Such adversities affect young Canadians in terms of detrimental effects around educational, employment, and quality of life outcomes. For example, indigenous youth and youth who have recently immigrated to our country are more likely to be directed away from academic-level courses, with lower expectations, more limited opportunities to learn, and fewer post-secondary options. However, the ability of mentoring to intervene and redirect these trajectories is well documented.

In 2013, a consulting group's study of youth who participated in our mentoring programs found that they were 17% more likely to be employed as adults, 13% more likely to be involved in charitable giving, and 50% more likely to be involved in volunteering in their communities. Of the study respondents, 63% had post-secondary education, 47% held senior-level positions, 13% had higher earnings than their counterparts, 80% said they pursued healthier lifestyles as a result of their mentoring program, and 96% said they were happy.

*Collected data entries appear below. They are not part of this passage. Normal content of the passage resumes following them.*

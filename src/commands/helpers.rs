//! Shared helpers for command implementations

use std::collections::HashMap;
use std::io::Read;
use std::path::Path;

use gavel_core::error::{GavelError, Result};
use gavel_core::rubric::CriterionInput;
use gavel_core::store::Store;

use crate::cli::Cli;

/// Open the store from --store, or discover it from --root / the cwd
pub fn open_store(cli: &Cli, root: &Path) -> Result<Store> {
    match &cli.store {
        Some(path) => Store::open(path),
        None => Store::discover(root),
    }
}

/// Read the criteria array from a JSON file, or stdin for "-"
pub fn read_criteria(path: &str) -> Result<Vec<CriterionInput>> {
    let content = if path == "-" {
        let mut buffer = String::new();
        std::io::stdin().read_to_string(&mut buffer)?;
        buffer
    } else {
        std::fs::read_to_string(path)?
    };

    let criteria: Vec<CriterionInput> = serde_json::from_str(&content)?;
    Ok(criteria)
}

/// Parse repeated `--score CID=VALUE` arguments into a raw score map
pub fn parse_scores(args: &[String]) -> Result<HashMap<String, f64>> {
    let mut scores = HashMap::new();
    for arg in args {
        let (cid, value) = arg.split_once('=').ok_or_else(|| {
            GavelError::UsageError(format!(
                "invalid --score {:?} (expected criterion-id=value)",
                arg
            ))
        })?;
        if cid.is_empty() {
            return Err(GavelError::UsageError(format!(
                "invalid --score {:?}: empty criterion id",
                arg
            )));
        }
        let value: f64 = value.parse().map_err(|_| {
            GavelError::UsageError(format!("invalid --score {:?}: {:?} is not a number", arg, value))
        })?;
        scores.insert(cid.to_string(), value);
    }
    Ok(scores)
}

#[cfg(test)]
mod tests {
    use super::*;

    #[test]
    fn test_parse_scores() {
        let scores = parse_scores(&[
            "cr-technical=8".to_string(),
            "cr-design=7.5".to_string(),
        ])
        .unwrap();
        assert_eq!(scores.get("cr-technical"), Some(&8.0));
        assert_eq!(scores.get("cr-design"), Some(&7.5));
    }

    #[test]
    fn test_parse_scores_rejects_missing_eq() {
        assert!(matches!(
            parse_scores(&["cr-technical".to_string()]).unwrap_err(),
            GavelError::UsageError(_)
        ));
    }

    #[test]
    fn test_parse_scores_rejects_non_number() {
        assert!(matches!(
            parse_scores(&["cr-technical=high".to_string()]).unwrap_err(),
            GavelError::UsageError(_)
        ));
    }

    #[test]
    fn test_parse_scores_rejects_empty_id() {
        assert!(parse_scores(&["=5".to_string()]).is_err());
    }

    #[test]
    fn test_read_criteria_from_file() {
        let dir = tempfile::tempdir().unwrap();
        let path = dir.path().join("criteria.json");
        std::fs::write(
            &path,
            r#"[{"name": "Technical", "weight": 60, "max_score": 10},
                {"name": "Design", "description": "Visual polish", "weight": 40, "max_score": 10}]"#,
        )
        .unwrap();

        let criteria = read_criteria(path.to_str().unwrap()).unwrap();
        assert_eq!(criteria.len(), 2);
        assert_eq!(criteria[0].name, "Technical");
        assert!(criteria[0].id.is_none());
        assert_eq!(criteria[1].description, "Visual polish");
    }
}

When we're talking about industry and competitiveness, if we don't have this foundation, we won't have healthy adults to move into all these industries in the future.

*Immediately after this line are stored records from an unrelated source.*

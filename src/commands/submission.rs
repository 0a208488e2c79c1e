//! `gavel submission` commands - register and list competing entries

use crate::cli::{Cli, OutputFormat};
use gavel_core::error::Result;
use gavel_core::records::{escape_quotes, format_header};
use gavel_core::store::{NewSubmission, Store};
use gavel_core::submission::Submission;

pub struct AddArgs {
    pub event: String,
    pub team: String,
    pub track: Option<String>,
    pub table: Option<i64>,
    pub repo: Option<String>,
    pub demo: Option<String>,
    pub rubric: Option<String>,
}

/// Execute `submission add`
pub fn add(cli: &Cli, store: &Store, args: AddArgs) -> Result<()> {
    let submission = store.add_submission(NewSubmission {
        event_id: args.event,
        team_name: args.team,
        rubric_id: args.rubric,
        track: args.track,
        table_number: args.table,
        repo_url: args.repo,
        demo_url: args.demo,
    })?;

    match cli.format {
        OutputFormat::Json => {
            let output = serde_json::json!({ "submission": submission });
            println!("{}", serde_json::to_string_pretty(&output)?);
        }
        OutputFormat::Human => {
            println!("{}", submission.id);
        }
        OutputFormat::Records => {
            println!(
                "{}",
                format_header(&store.root().display().to_string(), "submission-add")
            );
            println!("{}", submission_line(&submission));
        }
    }

    Ok(())
}

/// Execute `submission list`
pub fn list(cli: &Cli, store: &Store, event: &str) -> Result<()> {
    let submissions = store.list_submissions(event)?;

    match cli.format {
        OutputFormat::Json => {
            let output = serde_json::json!({ "submissions": submissions });
            println!("{}", serde_json::to_string_pretty(&output)?);
        }
        OutputFormat::Human => {
            for submission in &submissions {
                println!("{}  {}", submission.id, submission.team_name);
            }
        }
        OutputFormat::Records => {
            println!(
                "{}",
                format_header(&store.root().display().to_string(), "submission-list")
            );
            for submission in &submissions {
                println!("{}", submission_line(submission));
            }
        }
    }

    Ok(())
}

/// Records line: `S <id> event=<e> rubric=<r> "<team>"`
fn submission_line(submission: &Submission) -> String {
    format!(
        "S {} event={} rubric={} \"{}\"",
        submission.id,
        submission.event_id,
        submission.rubric_id,
        escape_quotes(&submission.team_name)
    )
}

For success in today's global economy, providing young people with mentorship opportunities keeps them in school, enables them to find employment, and it helps them be contributing and productive citizens of our communities. It gives them the confidence to achieve more.

Mentoring helps to close the opportunity gap for underprivileged children, but also encourages kids of every socio-economic background to stay in school and achieve more. It's clear that a critical lever in fostering better educational outcomes and improving Canada's productivity and prosperity is to provide positive mentoring relationships that can transform the trajectory of young Canadian lives.

5:20 p.m.

Liberal

The Chair Liberal Wayne Easter

I'm sorry to interrupt, Mr. Coleridge, but you have a fair bit to go in your submission. I'm wondering if you can tighten it up a little.

5:20 p.m.

National President and Chief Executive Officer, Big Brothers Big Sisters of Canada

Peter Coleridge

Yes, I just have some highlights from the last page. I'll move quickly.

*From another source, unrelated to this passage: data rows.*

use rusqlite::params;

use crate::assignment::{AssignmentStatus, JudgeAssignment};
use crate::error::{GavelError, Result};

use super::parse_timestamp;

const ASSIGNMENT_COLUMNS: &str = "id, event_id, judge_id, submission_id, status, created, updated";

struct AssignmentRow {
    id: String,
    event_id: String,
    judge_id: String,
    submission_id: String,
    status: String,
    created: String,
    updated: String,
}

fn assignment_from_row(r: &rusqlite::Row<'_>) -> rusqlite::Result<AssignmentRow> {
    Ok(AssignmentRow {
        id: r.get(0)?,
        event_id: r.get(1)?,
        judge_id: r.get(2)?,
        submission_id: r.get(3)?,
        status: r.get(4)?,
        created: r.get(5)?,
        updated: r.get(6)?,
    })
}

impl AssignmentRow {
    fn into_assignment(self) -> Result<JudgeAssignment> {
        Ok(JudgeAssignment {
            status: self.status.parse()?,
            created: parse_timestamp("created", &self.created)?,
            updated: parse_timestamp("updated", &self.updated)?,
            id: self.id,
            event_id: self.event_id,
            judge_id: self.judge_id,
            submission_id: self.submission_id,
        })
    }
}

impl super::Database {
    pub fn insert_assignment(&self, assignment: &JudgeAssignment) -> Result<()> {
        self.conn
            .execute(
                "INSERT INTO assignments (id, event_id, judge_id, submission_id, status, created, updated)
                 VALUES (?1, ?2, ?3, ?4, ?5, ?6, ?7)",
                params![
                    assignment.id,
                    assignment.event_id,
                    assignment.judge_id,
                    assignment.submission_id,
                    assignment.status.to_string(),
                    assignment.created.to_rfc3339(),
                    assignment.updated.to_rfc3339()
                ],
            )
            .map_err(|e| GavelError::db_operation("insert assignment", e))?;
        Ok(())
    }

    pub fn get_assignment(&self, assignment_id: &str) -> Result<Option<JudgeAssignment>> {
        let row = self
            .conn
            .query_row(
                &format!("SELECT {} FROM assignments WHERE id = ?1", ASSIGNMENT_COLUMNS),
                params![assignment_id],
                assignment_from_row,
            )
            .map(Some)
            .or_else(|e| match e {
                rusqlite::Error::QueryReturnedNoRows => Ok(None),
                other => Err(GavelError::db_operation("get assignment", other)),
            })?;

        row.map(AssignmentRow::into_assignment).transpose()
    }

    pub fn assignment_exists(&self, judge_id: &str, submission_id: &str) -> Result<bool> {
        let count: i64 = self
            .conn
            .query_row(
                "SELECT COUNT(*) FROM assignments WHERE judge_id = ?1 AND submission_id = ?2",
                params![judge_id, submission_id],
                |r| r.get(0),
            )
            .map_err(|e| GavelError::db_operation("check assignment", e))?;
        Ok(count > 0)
    }

    pub fn update_assignment_status(&self, assignment: &JudgeAssignment) -> Result<()> {
        let changed = self
            .conn
            .execute(
                "UPDATE assignments SET status = ?2, updated = ?3 WHERE id = ?1",
                params![
                    assignment.id,
                    assignment.status.to_string(),
                    assignment.updated.to_rfc3339()
                ],
            )
            .map_err(|e| GavelError::db_operation("update assignment", e))?;
        if changed == 0 {
            return Err(GavelError::not_found("assignment", &assignment.id));
        }
        Ok(())
    }

    pub fn list_assignments(
        &self,
        event_id: &str,
        judge_id: Option<&str>,
        status: Option<AssignmentStatus>,
    ) -> Result<Vec<JudgeAssignment>> {
        let mut stmt = self
            .conn
            .prepare(&format!(
                "SELECT {} FROM assignments WHERE event_id = ?1
                 AND (?2 IS NULL OR judge_id = ?2)
                 AND (?3 IS NULL OR status = ?3)
                 ORDER BY created, id",
                ASSIGNMENT_COLUMNS
            ))
            .map_err(|e| GavelError::db_operation("prepare assignments query", e))?;

        let rows = stmt
            .query_map(
                params![event_id, judge_id, status.map(|s| s.to_string())],
                assignment_from_row,
            )
            .map_err(|e| GavelError::db_operation("query assignments", e))?;

        let mut assignments = Vec::new();
        for row in rows {
            let raw = row.map_err(|e| GavelError::db_operation("read assignment", e))?;
            assignments.push(raw.into_assignment()?);
        }
        Ok(assignments)
    }
}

Youth mentoring provides a cost-effective approach to improving our country's prosperity. The “Social Return on Investment Study” that I also mentioned found that there was an $18 to $23 return for every dollar invested in mentoring, and that's through higher taxes, volunteerism, and charitable donations. Mentoring has many positive impacts.

It's true that young Canadians are facing more and more complexities in today's society, and there are countless number of young Canadians facing societal barriers. It's at a stage where youth mentoring is not a nice-to-have relationship, science tells us that it's a need-to-have intervention to improve Canada's productivity and prosperity.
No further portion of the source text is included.